Legal Writing Faculty
Anne Enquist
Director, Legal Writing Program
Professor of Lawyering Skills
Writing Advisor
Professor Enquist has been a member of the legal writing faculty and the Writing Advisor at Seattle University School of Law since 1980. She serves as the Director of Seattle University's nationally ranked legal writing program. As the Writing Advisor, she works one-on-one with law students on their legal writing. She has a B.A. and B.S. (both magna cum laude) from New Mexico State University and a M.A.T. from University of Washington. She is the co-author of five books and the author of numerous articles about legal writing. She has served on the national Board of Directors for the Legal Writing Institute, and in 2007, she received the American Association of Law School's Legal Writing Section Award. Her research and scholarly interests concern all areas of legal writing, particularly diagnosing student writing ability, critiquing law students' writing, and writing issues that affect ESL law students
J. Christopher Rideout
Professor of Lawyering Skills and Associate Director, Legal Writing Program
Professor Rideout has a Ph.D. in English from the University of Washington. While a graduate student there, he taught writing and then joined the English department at the University of Puget Sound. From 1981-84 he co-directed a regional writing project funded by the National Endowment for the Humanities. He joined the Law School faculty in 1981 and serves as an Associate Director of the Legal Writing program. Co-founder of the Legal Writing Institute, he chaired its board of directors. Professor Rideout has been editor-in-chief of the journal Legal Writing and also served on its editorial board for many years. More recently, he has served as a mentor to the Legal Writing Institute's Scholarly Writing Workshop. He has presented numerous CLE's for the Washington State Bar Association on legal writing, legal drafting, and persuasive writing. He has also done plain-language consulting for the legal departments of Microsoft and Amazon.com. "In 2009, he was presented with the Mary S. Lawrence Award for Excellence in Legal Scholarship." He teaches courses in advanced writing and persuasion, legal drafting, and law, language, and literature.
Mary Bowman
Associate Professor of Lawyering Skills and Associate Director of the Legal Writing Program
Professor Bowman received her B.A. summa cum laude from Seattle University in 1995 and her J.D. in 1998 from Stanford Law School in 1998, where she was a member of the Order of the Coif. After graduation, she clerked for Judge Thomas S. Zilly, U.S. District Court, Western District of Washington.
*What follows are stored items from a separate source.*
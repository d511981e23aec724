//! LinkedIn post and template endpoints

use axum::{
    extract::{Path, State},
    http::StatusCode,
    Json,
};
use uuid::Uuid;
use crate::middleware::CurrentUser;
use crate::models::{CreateTemplateRequest, GeneratePostRequest, GeneratedPost, PostTemplate};
use crate::state::AppState;
use crate::utils::errors::Result;

pub async fn generate(
    State(state): State<AppState>,
    CurrentUser(profile): CurrentUser,
    Json(request): Json<GeneratePostRequest>,
) -> Result<(StatusCode, Json<GeneratedPost>)> {
    let post = state.services.post_service.generate(&profile, request).await?;
    Ok((StatusCode::CREATED, Json(post)))
}

pub async fn delete_post(
    State(state): State<AppState>,
    CurrentUser(profile): CurrentUser,
    Path(id): Path<Uuid>,
) -> Result<StatusCode> {
    state.services.post_service.delete_post(&profile, id).await?;
    Ok(StatusCode::NO_CONTENT)
}

pub async fn list_templates(
    State(state): State<AppState>,
    CurrentUser(profile): CurrentUser,
) -> Result<Json<Vec<PostTemplate>>> {
    Ok(Json(state.services.post_service.list_templates(&profile).await?))
}

pub async fn create_template(
    State(state): State<AppState>,
    CurrentUser(profile): CurrentUser,
    Json(request): Json<CreateTemplateRequest>,
) -> Result<(StatusCode, Json<PostTemplate>)> {
    let template = state.services.post_service.create_template(&profile, request).await?;
    Ok((StatusCode::CREATED, Json(template)))
}

pub async fn delete_template(
    State(state): State<AppState>,
    CurrentUser(profile): CurrentUser,
    Path(id): Path<Uuid>,
) -> Result<StatusCode> {
    state.services.post_service.delete_template(&profile, id).await?;
    Ok(StatusCode::NO_CONTENT)
}
//! AI gateway client
//!
//! Sends one chat-completions request per generated post. System prompts are
//! chosen by post type and may be overridden from a TOML file.

use std::path::Path;
use std::time::Duration;
use reqwest::{Client, StatusCode};
use serde::{Deserialize, Serialize};
use tracing::{debug, info};
use crate::config::AiConfig;
use crate::models::PostType;
use crate::utils::errors::{AiError, KarmaHubError, Result};
use crate::utils::logging::log_api_error;

const HACKATHON_PROMPT: &str = "You are a professional LinkedIn post writer specializing in hackathon achievements. Create engaging, professional posts that highlight:
- The hackathon name and achievement
- Key technical skills and technologies used
- Team collaboration and problem-solving
- Impact and learnings
Keep it authentic, humble, and inspiring. Use 1-2 relevant emojis. Length: 150-250 words.";

const EVENT_PROMPT: &str = "You are a professional LinkedIn post writer for event participation. Create posts that showcase:
- Event name and key takeaways
- Networking and learning opportunities
- Skills developed or knowledge gained
- Gratitude to organizers and speakers
Keep it professional yet personal. Use 1-2 relevant emojis. Length: 150-250 words.";

const PROJECT_PROMPT: &str = "You are a professional LinkedIn post writer for technical projects. Create posts that highlight:
- Project overview and purpose
- Technical stack and innovations
- Challenges overcome and solutions
- Impact and future scope
Keep it technical but accessible. Use 1-2 relevant emojis. Length: 150-250 words.";

const ACHIEVEMENT_PROMPT: &str = "You are a professional LinkedIn post writer for achievements and milestones. Create posts that convey:
- The achievement with context
- Journey and key learnings
- People who supported along the way
- Future aspirations
Keep it humble, grateful, and motivating. Use 1-2 relevant emojis. Length: 150-250 words.";

/// System prompts keyed by post type
#[derive(Debug, Clone, PartialEq, Serialize, Deserialize)]
pub struct PromptSet {
    pub hackathon: String,
    pub event: String,
    pub project: String,
    pub achievement: String,
}

impl Default for PromptSet {
    fn default() -> Self {
        Self {
            hackathon: HACKATHON_PROMPT.to_string(),
            event: EVENT_PROMPT.to_string(),
            project: PROJECT_PROMPT.to_string(),
            achievement: ACHIEVEMENT_PROMPT.to_string(),
        }
    }
}

/// Partial prompt file; missing keys keep the built-in prompt
#[derive(Debug, Default, Deserialize)]
struct PromptOverrides {
    hackathon: Option<String>,
    event: Option<String>,
    project: Option<String>,
    achievement: Option<String>,
}

impl PromptSet {
    pub fn for_type(&self, post_type: PostType) -> &str {
        match post_type {
            PostType::Hackathon => &self.hackathon,
            PostType::Event => &self.event,
            PostType::Project => &self.project,
            PostType::Achievement => &self.achievement,
        }
    }

    /// Parse a TOML override document on top of the defaults
    pub fn from_toml_str(content: &str) -> Result<Self> {
        let overrides: PromptOverrides = toml::from_str(content)
            .map_err(|e| KarmaHubError::Config(format!("Invalid prompt file: {}", e)))?;

        let defaults = PromptSet::default();
        Ok(Self {
            hackathon: overrides.hackathon.unwrap_or(defaults.hackathon),
            event: overrides.event.unwrap_or(defaults.event),
            project: overrides.project.unwrap_or(defaults.project),
            achievement: overrides.achievement.unwrap_or(defaults.achievement),
        })
    }

    /// Load prompts from a file, or the defaults when no path is given
    pub fn load(path: Option<&str>) -> Result<Self> {
        match path.filter(|p| !p.is_empty()) {
            Some(path) => {
                let content = std::fs::read_to_string(Path::new(path))?;
                let prompts = Self::from_toml_str(&content)?;
                info!(path = %path, "Loaded prompt overrides");
                Ok(prompts)
            }
            None => Ok(Self::default()),
        }
    }
}

#[derive(Debug, Serialize)]
struct ChatMessage<'a> {
    role: &'static str,
    content: &'a str,
}

#[derive(Debug, Serialize)]
struct ChatRequest<'a> {
    model: &'a str,
    messages: Vec<ChatMessage<'a>>,
}

#[derive(Debug, Deserialize)]
struct ChatResponse {
    #[serde(default)]
    choices: Vec<ChatChoice>,
}

#[derive(Debug, Deserialize)]
struct ChatChoice {
    message: Option<ChatChoiceMessage>,
}

#[derive(Debug, Deserialize)]
struct ChatChoiceMessage {
    content: Option<String>,
}

/// Client for the chat-completions endpoint
#[derive(Debug, Clone)]
pub struct AiClient {
    client: Client,
    config: AiConfig,
    prompts: PromptSet,
}

impl AiClient {
    pub fn new(config: AiConfig, prompts: PromptSet) -> Result<Self> {
        let client = Client::builder()
            .timeout(Duration::from_secs(config.timeout_seconds))
            .user_agent(concat!("KarmaHub/", env!("CARGO_PKG_VERSION")))
            .build()?;

        Ok(Self { client, config, prompts })
    }

    pub fn is_configured(&self) -> bool {
        self.config.api_key.as_deref().is_some_and(|k| !k.is_empty())
    }

    pub fn prompts(&self) -> &PromptSet {
        &self.prompts
    }

    /// Generate text for `user_message` using the prompt for `post_type`
    pub async fn complete(&self, post_type: PostType, user_message: &str) -> Result<String> {
        let api_key = self
            .config
            .api_key
            .as_deref()
            .filter(|k| !k.is_empty())
            .ok_or(AiError::NotConfigured)?;

        let body = ChatRequest {
            model: &self.config.model,
            messages: vec![
                ChatMessage { role: "system", content: self.prompts.for_type(post_type) },
                ChatMessage { role: "user", content: user_message },
            ],
        };

        debug!(post_type = post_type.as_str(), model = %self.config.model, "Requesting completion");
        let response = self
            .client
            .post(&self.config.api_url)
            .bearer_auth(api_key)
            .json(&body)
            .send()
            .await?;

        let status = response.status();
        if !status.is_success() {
            return Err(match status {
                StatusCode::TOO_MANY_REQUESTS => AiError::RateLimited,
                StatusCode::PAYMENT_REQUIRED => AiError::CreditsDepleted,
                other => {
                    let text = response.text().await.unwrap_or_default();
                    log_api_error("ai_gateway", &format!("HTTP {}", other.as_u16()), Some(&text));
                    AiError::RequestFailed { status: other.as_u16() }
                }
            }
            .into());
        }

        let parsed: ChatResponse = response.json().await?;
        parsed
            .choices
            .into_iter()
            .next()
            .and_then(|choice| choice.message)
            .and_then(|message| message.content)
            .filter(|content| !content.trim().is_empty())
            .ok_or_else(|| AiError::EmptyResponse.into())
    }
}

#[cfg(test)]
mod tests {
    use super::*;

    #[test]
    fn test_prompt_selection() {
        let prompts = PromptSet::default();
        assert!(prompts.for_type(PostType::Hackathon).contains("hackathon achievements"));
        assert!(prompts.for_type(PostType::Achievement).contains("achievements and milestones"));
        assert_eq!(
            prompts.for_type(PostType::parse_lenient("internship")),
            prompts.for_type(PostType::Achievement)
        );
    }

    #[test]
    fn test_partial_override() {
        let prompts = PromptSet::from_toml_str("event = \"Write about the event.\"\n").unwrap();
        assert_eq!(prompts.event, "Write about the event.");
        assert_eq!(prompts.project, PromptSet::default().project);
    }

    #[test]
    fn test_invalid_override_is_config_error() {
        let err = PromptSet::from_toml_str("event = [").unwrap_err();
        assert!(matches!(err, KarmaHubError::Config(_)));
    }

    #[test]
    fn test_load_without_path_uses_defaults() {
        assert_eq!(PromptSet::load(None).unwrap(), PromptSet::default());
        assert_eq!(PromptSet::load(Some("")).unwrap(), PromptSet::default());
    }
}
Professor Bowman is the co-faculty advisor to the Seattle University Law Review. Professor Bowman also co-facilitates Seattle University's Arrupe Seminar on the Foundations and Visions of Jesuit Education, a biweekly, year-long seminar for university faculty and staff. Before joining the law faculty in 2001, Professor Bowman practiced environmental law and employment law at Davis Wright Tremaine, LLP, in Seattle. Within the law school, Professor Bowman has served as a faculty advisor for students interested in pursuing clerkship opportunities. Nationally, Professor Bowman serves on the final committee selecting the winner of the Scribes Law Review Award for best student note or comment, and she screens entries for the Scribes' National Best Brief Award.
Lorraine Bannai
Professor of Lawyering Skills and Director, Fred T. Korematsu Center for Law and Equality
After earning her J.D. from the University of San Francisco School of Law, Professor Bannai was a partner with the San Francisco firm of Minami, Lew & Tamaki. While in practice, she was part of the legal team in Korematsu v. United States, an action that successfully challenged Fred Korematsu's conviction for violating military orders removing Japanese Americans from the West Coast during World War II. Before joining the Seattle University faculty in 1996, Professor Bannai directed the academic support program at the University of California, Berkeley, Boalt Hall School of Law; taught at the University of San Francisco School of Law, the John F. Kennedy School of Law, and the New College of California School of Law; and co-directed the Law and Diversity Program at Western Washington University. She has written and presented on issues related to the Japanese American internment, fostering diversity in the legal profession, and legal writing presenting last year on designing effective legal writing assignments at the AALS Workshop for New Legal Writing Teachers. She currently serves as co-faculty advisor to the Seattle Journal for Social Justice and currently serves as Associate Director of the law school's Fred T. Korematsu Center for Law and Equality.
Deirdre Bowen
Associate Professor of Lawyering Skills
Professor Bowen has an undergraduate degree from Boston University, cum laude, and a J.D., cum laude from the University of Buffalo School of Law, where she was the recipient of the Adolf Homberger Award for excellence in Civil Procedure. After practicing complex litigation in Washington, D.C., at Shaw, Pittman, Potts, & Trowbridge, she headed the consumer mediation department at Call For Action, a national non-profit consumer advocacy group. As a graduate student in Sociology at the University of Washington, Professor Bowen received the Norman S. Hayner award for excellence in her field in 1995. After completing her Ph.D. in 2002, Professor Bowen taught at the University of Washington Bothell, and Seattle University, where she was honored with the 2007 Faculty Appreciation award from the Criminal Justice department. Since 2001, Professor Bowen has taught Family Law and Consumer Law as an adjunct faculty member of the law school. She has presented her work on families, plea bargaining, and race issues both nationally and internationally at sociology as well as law conferences. Dr. Bowen was appointed by Governor Christine Gregoire to serve on the Washington State Child Support Guidelines Commission. Deirdre Bowen, the National People of Color Legal Scholarship Junior Faculty Competition's Best Paper Award, September 2010.
Lucas Cupps
Adjunct Professor
Lucas is excited to be returning to the law school to teach his favorite course, Legal Writing II, as an adjunct professor. He previously taught Legal Writing I and II at the law school as a Legal Writing Professor from 2005-2007.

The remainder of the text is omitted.